*** Opening Records shown ***

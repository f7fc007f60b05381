//! Annotation domain model.
//!
//! # Responsibility
//! - Define the user-entered metadata attached to one creator handle.
//! - Provide the canonical default and field-wise merge semantics.
//!
//! # Invariants
//! - A read never yields a partial annotation; absent handles resolve to
//!   [`Annotation::default`].
//! - `updated_at == 0` means "never updated".
//! - Merging always stamps `updated_at`, even when the patch is empty.

use serde::{Deserialize, Deserializer, Serialize};

/// Outreach state of one creator.
#[derive(
    Debug, Clone, Copy, Default, PartialEq, Eq, Hash, PartialOrd, Ord, Serialize, Deserialize,
)]
#[serde(rename_all = "snake_case")]
pub enum Status {
    /// Not reached out to yet.
    #[default]
    Uncontacted,
    /// First contact made, no answer yet.
    Contacted,
    /// Creator joined.
    Joined,
    /// Ruled out.
    NotFit,
}

impl Status {
    /// All statuses in canonical display order.
    pub const ALL: [Status; 4] = [
        Status::Uncontacted,
        Status::Contacted,
        Status::Joined,
        Status::NotFit,
    ];

    /// Stable wire name, identical to the serde representation.
    pub fn as_str(self) -> &'static str {
        match self {
            Self::Uncontacted => "uncontacted",
            Self::Contacted => "contacted",
            Self::Joined => "joined",
            Self::NotFit => "not_fit",
        }
    }

    /// Human-readable label used by list rendering.
    pub fn label(self) -> &'static str {
        match self {
            Self::Uncontacted => "Uncontacted",
            Self::Contacted => "Contacted",
            Self::Joined => "Joined",
            Self::NotFit => "Not a fit",
        }
    }

    /// Parses a wire name. Returns `None` for unknown values.
    pub fn parse(value: &str) -> Option<Self> {
        match value {
            "uncontacted" => Some(Self::Uncontacted),
            "contacted" => Some(Self::Contacted),
            "joined" => Some(Self::Joined),
            "not_fit" => Some(Self::NotFit),
            _ => None,
        }
    }
}

/// Persisted metadata for one handle.
///
/// Serialized as `{status, note, updatedAt}` so the stored blob keeps the
/// same shape across versions of the `creatorState.v1` key. On read, `null`
/// fields take their default and a fractional `updatedAt` is truncated.
#[derive(Debug, Clone, Default, PartialEq, Eq, Serialize, Deserialize)]
#[serde(default, rename_all = "camelCase")]
pub struct Annotation {
    #[serde(deserialize_with = "null_as_default")]
    pub status: Status,
    #[serde(deserialize_with = "null_as_default")]
    pub note: String,
    /// Unix epoch milliseconds of the last update, `0` when never set.
    #[serde(deserialize_with = "epoch_millis")]
    pub updated_at: i64,
}

fn null_as_default<'de, D, T>(deserializer: D) -> Result<T, D::Error>
where
    D: Deserializer<'de>,
    T: Default + Deserialize<'de>,
{
    Ok(Option::<T>::deserialize(deserializer)?.unwrap_or_default())
}

#[derive(Deserialize)]
#[serde(untagged)]
enum StoredMillis {
    Whole(i64),
    Fractional(f64),
}

fn epoch_millis<'de, D>(deserializer: D) -> Result<i64, D::Error>
where
    D: Deserializer<'de>,
{
    Ok(match Option::<StoredMillis>::deserialize(deserializer)? {
        Some(StoredMillis::Whole(ms)) => ms,
        // `as` saturates and maps NaN to 0.
        Some(StoredMillis::Fractional(ms)) => ms.trunc() as i64,
        None => 0,
    })
}

impl Annotation {
    /// Returns whether this annotation was ever written.
    pub fn is_touched(&self) -> bool {
        self.updated_at != 0
    }

    /// Applies `patch` field-wise and stamps `now_ms`.
    ///
    /// Fields missing from the patch keep their current value.
    pub fn merged(&self, patch: &AnnotationPatch, now_ms: i64) -> Self {
        Self {
            status: patch.status.unwrap_or(self.status),
            note: patch
                .note
                .clone()
                .unwrap_or_else(|| self.note.clone()),
            updated_at: now_ms,
        }
    }
}

/// Partial annotation update.
#[derive(Debug, Clone, Default, PartialEq, Eq)]
pub struct AnnotationPatch {
    pub status: Option<Status>,
    pub note: Option<String>,
}

impl AnnotationPatch {
    pub fn status(status: Status) -> Self {
        Self {
            status: Some(status),
            note: None,
        }
    }

    pub fn note(note: impl Into<String>) -> Self {
        Self {
            status: None,
            note: Some(note.into()),
        }
    }
}

#[cfg(test)]
mod tests {
    use super::{Annotation, AnnotationPatch, Status};

    #[test]
    fn wire_names_round_trip_through_parse() {
        for status in Status::ALL {
            assert_eq!(Status::parse(status.as_str()), Some(status));
        }
        assert_eq!(Status::parse("Contacted"), None);
        assert_eq!(Status::parse(""), None);
    }

    #[test]
    fn merge_keeps_fields_missing_from_patch() {
        let current = Annotation {
            status: Status::Contacted,
            note: "dm sent".to_string(),
            updated_at: 10,
        };

        let merged = current.merged(&AnnotationPatch::status(Status::Joined), 20);
        assert_eq!(merged.status, Status::Joined);
        assert_eq!(merged.note, "dm sent");
        assert_eq!(merged.updated_at, 20);
    }

    #[test]
    fn stored_nulls_and_fractional_timestamps_are_tolerated() {
        let annotation: Annotation = serde_json::from_str(
            r#"{"status":null,"note":null,"updatedAt":1700000000123.9}"#,
        )
        .unwrap();
        assert_eq!(annotation.status, Status::Uncontacted);
        assert_eq!(annotation.note, "");
        assert_eq!(annotation.updated_at, 1_700_000_000_123);

        let annotation: Annotation =
            serde_json::from_str(r#"{"status":"joined","updatedAt":null}"#).unwrap();
        assert_eq!(annotation.status, Status::Joined);
        assert_eq!(annotation.updated_at, 0);
    }

    #[test]
    fn unknown_status_is_rejected() {
        assert!(serde_json::from_str::<Annotation>(r#"{"status":"vip"}"#).is_err());
    }

    #[test]
    fn empty_patch_still_stamps_time() {
        let merged = Annotation::default().merged(&AnnotationPatch::default(), 7);
        assert_eq!(merged.status, Status::Uncontacted);
        assert!(merged.note.is_empty());
        assert_eq!(merged.updated_at, 7);
        assert!(merged.is_touched());
    }
}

*** Closing Records shown ***

Work required: Collect each line of the entries that has the word "their", copying it in full.

Reply:
/// fields take their default and a fractional `updatedAt` is truncated.
    /// Fields missing from the patch keep their current value.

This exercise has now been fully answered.